**Exercise brief:** Select from the data all lines with the word "original".

::: Task inputs :::

//! The fixed 32-byte save header.
//!
//! # Layout
//! Eight `u32` words, all in one byte order:
//!
//! | Offset | Field | Value |
//! |--------|-------|-------|
//! | 0  | `version`           | 21 = PC, 5 = console |
//! | 4  | `uncompressed_size` | payload length |
//! | 8  | `compressed_size`   | deflate stream length |
//! | 12 | `marker1`           | [`MARKER_1`] |
//! | 16 | `marker2`           | [`MARKER_2`] |
//! | 20 | `marker3`           | [`MARKER_3`] |
//! | 24 | `checksum`          | `!crc32(compressed)` |
//! | 28 | `marker4`           | [`MARKER_4`] |
//!
//! # Endianness
//! PC saves are little-endian. A header whose markers do not validate as
//! little-endian is retried as big-endian; nothing else is sniffed. The
//! big-endian (console) layout is unconfirmed, so the container layer refuses
//! it unless explicitly allowed.

use byteorder::{BigEndian, ByteOrder, LittleEndian};
use serde::Serialize;
use std::fmt;
use std::io::{Read, Write};

use crate::error::FormatError;

pub const HEADER_SIZE: usize = 32;
pub const FIELD_COUNT: usize = HEADER_SIZE / 4;

/// `version` of a PC (Dark Arisen) save.
pub const VERSION_PC: u32 = 21;
/// `version` of an original console save.
pub const VERSION_CONSOLE: u32 = 5;

// ── Frozen marker values ─────────────────────────────────────────────────────

pub const MARKER_1: u32 = 0x334D_234D;
pub const MARKER_2: u32 = 0;
pub const MARKER_3: u32 = 0x334D_4044;
pub const MARKER_4: u32 = 0x4056_5235;

// ── Endian ───────────────────────────────────────────────────────────────────

/// Byte order a header was decoded with, and will be re-encoded with.
#[derive(Debug, Clone, Copy, PartialEq, Eq, Serialize)]
#[serde(rename_all = "lowercase")]
pub enum Endian {
    Little,
    Big,
}

impl Endian {
    pub fn name(self) -> &'static str {
        match self {
            Endian::Little => "little",
            Endian::Big    => "big",
        }
    }
}

// ── HeaderField ──────────────────────────────────────────────────────────────

/// One of the eight header words, in declaration (on-disk) order.
#[derive(Debug, Clone, Copy, PartialEq, Eq, Hash)]
pub enum HeaderField {
    Version,
    UncompressedSize,
    CompressedSize,
    Marker1,
    Marker2,
    Marker3,
    Checksum,
    Marker4,
}

impl HeaderField {
    pub const ALL: [HeaderField; FIELD_COUNT] = [
        HeaderField::Version,
        HeaderField::UncompressedSize,
        HeaderField::CompressedSize,
        HeaderField::Marker1,
        HeaderField::Marker2,
        HeaderField::Marker3,
        HeaderField::Checksum,
        HeaderField::Marker4,
    ];

    /// Byte offset of this field inside the 32-byte header.
    #[inline]
    pub fn offset(self) -> usize {
        self as usize * 4
    }

    pub fn name(self) -> &'static str {
        match self {
            HeaderField::Version          => "version",
            HeaderField::UncompressedSize => "uncompressed_size",
            HeaderField::CompressedSize   => "compressed_size",
            HeaderField::Marker1          => "marker1",
            HeaderField::Marker2          => "marker2",
            HeaderField::Marker3          => "marker3",
            HeaderField::Checksum         => "checksum",
            HeaderField::Marker4          => "marker4",
        }
    }

    pub fn from_name(s: &str) -> Option<Self> {
        HeaderField::ALL.into_iter().find(|f| f.name() == s)
    }

    /// The frozen value of a marker field, `None` for data fields.
    pub fn marker_value(self) -> Option<u32> {
        match self {
            HeaderField::Marker1 => Some(MARKER_1),
            HeaderField::Marker2 => Some(MARKER_2),
            HeaderField::Marker3 => Some(MARKER_3),
            HeaderField::Marker4 => Some(MARKER_4),
            _                    => None,
        }
    }
}

// ── FieldLayout ──────────────────────────────────────────────────────────────

/// Positional view of the header: position → field.
///
/// Little-endian positions follow declaration order; big-endian positions are
/// the exact reverse. Tooling that addresses fields by index relies on this.
#[derive(Debug, Clone, Copy, PartialEq, Eq)]
pub struct FieldLayout([HeaderField; FIELD_COUNT]);

impl FieldLayout {
    pub fn for_endian(endian: Endian) -> Self {
        let mut order = HeaderField::ALL;
        if endian == Endian::Big {
            order.reverse();
        }
        FieldLayout(order)
    }

    #[inline]
    pub fn field_at(&self, index: usize) -> Option<HeaderField> {
        self.0.get(index).copied()
    }

    /// Byte offset of the field at `index`.
    #[inline]
    pub fn offset_at(&self, index: usize) -> Option<usize> {
        self.field_at(index).map(HeaderField::offset)
    }
}

// ── SaveVariant ──────────────────────────────────────────────────────────────

/// What the `version` word says about the save's origin.
#[derive(Debug, Clone, Copy, PartialEq, Eq, Serialize)]
#[serde(rename_all = "lowercase")]
pub enum SaveVariant {
    Pc,
    Console,
    Unknown(u32),
}

impl From<u32> for SaveVariant {
    fn from(version: u32) -> Self {
        match version {
            VERSION_PC      => SaveVariant::Pc,
            VERSION_CONSOLE => SaveVariant::Console,
            v               => SaveVariant::Unknown(v),
        }
    }
}

// ── Header ───────────────────────────────────────────────────────────────────

/// Decoded save header.
///
/// Marker words are not stored: they are format constants, re-emitted by
/// [`Header::serialize`]. The byte order is fixed when the header is parsed
/// or created.
#[derive(Debug, Clone, PartialEq, Eq, Serialize)]
pub struct Header {
    pub version:           u32,
    pub uncompressed_size: u32,
    pub compressed_size:   u32,
    pub checksum:          u32,
    endian:                Endian,
    #[serde(skip)]
    layout:                FieldLayout,
}

impl Header {
    /// A fresh little-endian header with size and checksum fields zeroed.
    pub fn new(version: u32) -> Self {
        Self::with_endian(version, Endian::Little)
    }

    fn with_endian(version: u32, endian: Endian) -> Self {
        Self {
            version,
            uncompressed_size: 0,
            compressed_size:   0,
            checksum:          0,
            endian,
            layout:            FieldLayout::for_endian(endian),
        }
    }

    /// Decode a header, trying little-endian first and big-endian second.
    pub fn parse(bytes: &[u8]) -> Result<Self, FormatError> {
        if bytes.len() != HEADER_SIZE {
            return Err(FormatError::InvalidLength(bytes.len()));
        }
        let (words, endian) = decode_words::<LittleEndian>(bytes)
            .map(|w| (w, Endian::Little))
            .or_else(|| decode_big_endian(bytes))
            .ok_or(FormatError::InvalidHeader)?;

        let mut header = Self::with_endian(words[HeaderField::Version as usize], endian);
        header.uncompressed_size = words[HeaderField::UncompressedSize as usize];
        header.compressed_size   = words[HeaderField::CompressedSize as usize];
        header.checksum          = words[HeaderField::Checksum as usize];
        Ok(header)
    }

    /// Encode in the byte order recorded at parse time.
    pub fn serialize(&self) -> [u8; HEADER_SIZE] {
        let words = HeaderField::ALL.map(|f| self.field(f));
        let mut out = [0u8; HEADER_SIZE];
        match self.endian {
            Endian::Little => LittleEndian::write_u32_into(&words, &mut out),
            Endian::Big    => BigEndian::write_u32_into(&words, &mut out),
        }
        out
    }

    pub fn read<R: Read>(mut reader: R) -> Result<Self, FormatError> {
        let mut buf = [0u8; HEADER_SIZE];
        reader.read_exact(&mut buf)?;
        Self::parse(&buf)
    }

    pub fn write<W: Write>(&self, mut writer: W) -> std::io::Result<()> {
        writer.write_all(&self.serialize())
    }

    #[inline]
    pub fn endian(&self) -> Endian {
        self.endian
    }

    #[inline]
    pub fn layout(&self) -> FieldLayout {
        self.layout
    }

    pub fn variant(&self) -> SaveVariant {
        SaveVariant::from(self.version)
    }

    /// Value of a field by identity.
    pub fn field(&self, field: HeaderField) -> u32 {
        match field {
            HeaderField::Version          => self.version,
            HeaderField::UncompressedSize => self.uncompressed_size,
            HeaderField::CompressedSize   => self.compressed_size,
            HeaderField::Checksum         => self.checksum,
            marker => marker.marker_value().unwrap_or_default(),
        }
    }

    /// Value of the field at `index` in this header's positional view.
    pub fn get(&self, index: usize) -> Option<u32> {
        self.layout.field_at(index).map(|f| self.field(f))
    }

    /// Value of a field by its name, e.g. `"compressed_size"`.
    pub fn by_name(&self, name: &str) -> Option<u32> {
        HeaderField::from_name(name).map(|f| self.field(f))
    }
}

impl fmt::Display for Header {
    fn fmt(&self, f: &mut fmt::Formatter<'_>) -> fmt::Result {
        match self.variant() {
            SaveVariant::Pc         => f.write_str("Dragon's Dogma: Dark Arisen save header"),
            SaveVariant::Console    => f.write_str("Dragon's Dogma original console save header"),
            SaveVariant::Unknown(v) => write!(f, "unknown save header (version {v})"),
        }
    }
}

// ── helpers ──────────────────────────────────────────────────────────────────

fn decode_words<E: ByteOrder>(bytes: &[u8]) -> Option<[u32; FIELD_COUNT]> {
    let mut words = [0u32; FIELD_COUNT];
    E::read_u32_into(bytes, &mut words);
    markers_match(&words).then_some(words)
}

/// Console path. Field order and marker values are assumed identical to the
/// PC layout; neither has been confirmed against a real console save.
fn decode_big_endian(bytes: &[u8]) -> Option<([u32; FIELD_COUNT], Endian)> {
    decode_words::<BigEndian>(bytes).map(|w| (w, Endian::Big))
}

fn markers_match(words: &[u32; FIELD_COUNT]) -> bool {
    HeaderField::ALL
        .iter()
        .filter_map(|f| f.marker_value().map(|m| (f, m)))
        .all(|(f, m)| words[*f as usize] == m)
}

#[cfg(test)]
mod tests {
    use super::*;

    fn raw_header<E: ByteOrder>(version: u32, usize_: u32, csize: u32, crc: u32) -> [u8; HEADER_SIZE] {
        let words = [version, usize_, csize, MARKER_1, MARKER_2, MARKER_3, crc, MARKER_4];
        let mut out = [0u8; HEADER_SIZE];
        E::write_u32_into(&words, &mut out);
        out
    }

    #[test]
    fn parse_little_endian_pc_header() {
        let raw = raw_header::<LittleEndian>(VERSION_PC, 1_000, 250, 0xDEAD_BEEF);
        let h = Header::parse(&raw).unwrap();
        assert_eq!(h.version, VERSION_PC);
        assert_eq!(h.uncompressed_size, 1_000);
        assert_eq!(h.compressed_size, 250);
        assert_eq!(h.checksum, 0xDEAD_BEEF);
        assert_eq!(h.endian(), Endian::Little);
        assert_eq!(h.variant(), SaveVariant::Pc);
        assert_eq!(h.serialize(), raw);
    }

    #[test]
    fn markers_are_at_their_documented_offsets() {
        let raw = raw_header::<LittleEndian>(VERSION_PC, 0, 0, 0);
        assert_eq!(&raw[12..16], b"M#M3");
        assert_eq!(&raw[16..20], &[0, 0, 0, 0]);
        assert_eq!(&raw[20..24], b"D@M3");
        assert_eq!(&raw[28..32], b"5RV@");
    }

    #[test]
    fn wrong_length_is_rejected() {
        assert!(matches!(Header::parse(&[0u8; 31]), Err(FormatError::InvalidLength(31))));
        assert!(matches!(Header::parse(&[0u8; 33]), Err(FormatError::InvalidLength(33))));
        assert!(matches!(Header::parse(&[]), Err(FormatError::InvalidLength(0))));
    }

    #[test]
    fn any_altered_marker_is_rejected() {
        let raw = raw_header::<LittleEndian>(VERSION_PC, 10, 10, 10);
        for field in HeaderField::ALL.iter().filter(|f| f.marker_value().is_some()) {
            let mut bad = raw;
            bad[field.offset()] ^= 0x01;
            assert!(
                matches!(Header::parse(&bad), Err(FormatError::InvalidHeader)),
                "{} accepted after corruption",
                field.name()
            );
        }
    }

    #[test]
    fn big_endian_header_is_detected_and_round_trips() {
        let raw = raw_header::<BigEndian>(VERSION_CONSOLE, 77, 33, 0x0102_0304);
        let h = Header::parse(&raw).unwrap();
        assert_eq!(h.endian(), Endian::Big);
        assert_eq!(h.version, VERSION_CONSOLE);
        assert_eq!(h.compressed_size, 33);
        assert_eq!(h.serialize(), raw);
    }

    #[test]
    fn positional_view_follows_byte_order() {
        let le = Header::parse(&raw_header::<LittleEndian>(VERSION_PC, 1, 2, 3)).unwrap();
        assert_eq!(le.get(0), Some(VERSION_PC));
        assert_eq!(le.get(1), Some(1));
        assert_eq!(le.get(6), Some(3));
        assert_eq!(le.get(7), Some(MARKER_4));
        assert_eq!(le.get(8), None);

        let be = Header::parse(&raw_header::<BigEndian>(VERSION_PC, 1, 2, 3)).unwrap();
        assert_eq!(be.get(0), Some(MARKER_4));
        assert_eq!(be.get(1), Some(3));
        assert_eq!(be.get(5), Some(2));
        assert_eq!(be.get(7), Some(VERSION_PC));
        assert_eq!(be.layout().offset_at(0), Some(28));
    }

    #[test]
    fn named_access() {
        let h = Header::parse(&raw_header::<LittleEndian>(VERSION_PC, 9, 8, 7)).unwrap();
        assert_eq!(h.by_name("uncompressed_size"), Some(9));
        assert_eq!(h.by_name("compressed_size"), Some(8));
        assert_eq!(h.by_name("checksum"), Some(7));
        assert_eq!(h.by_name("marker3"), Some(MARKER_3));
        assert_eq!(h.by_name("hash"), None);
    }

    #[test]
    fn new_headers_are_independent() {
        let mut a = Header::new(VERSION_PC);
        let b = Header::new(VERSION_PC);
        a.compressed_size = 42;
        assert_eq!(b.compressed_size, 0);
        assert_eq!(b.endian(), Endian::Little);
    }

    #[test]
    fn display_names_the_variant() {
        assert_eq!(Header::new(VERSION_PC).to_string(), "Dragon's Dogma: Dark Arisen save header");
        assert_eq!(Header::new(VERSION_CONSOLE).to_string(), "Dragon's Dogma original console save header");
        assert_eq!(Header::new(3).to_string(), "unknown save header (version 3)");
    }

    #[test]
    fn read_consumes_exactly_one_header() {
        let raw = raw_header::<LittleEndian>(VERSION_PC, 5, 6, 7);
        let mut src = raw.to_vec();
        src.extend_from_slice(b"trailing");
        let mut cursor = std::io::Cursor::new(src);
        let h = Header::read(&mut cursor).unwrap();
        assert_eq!(h.compressed_size, 6);
        assert_eq!(cursor.position(), HEADER_SIZE as u64);
    }
}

:::

**Output for this task:**
/// `version` of an original console save.
            SaveVariant::Console    => f.write_str("Dragon's Dogma original console save header"),
        assert_eq!(Header::new(VERSION_CONSOLE).to_string(), "Dragon's Dogma original console save header");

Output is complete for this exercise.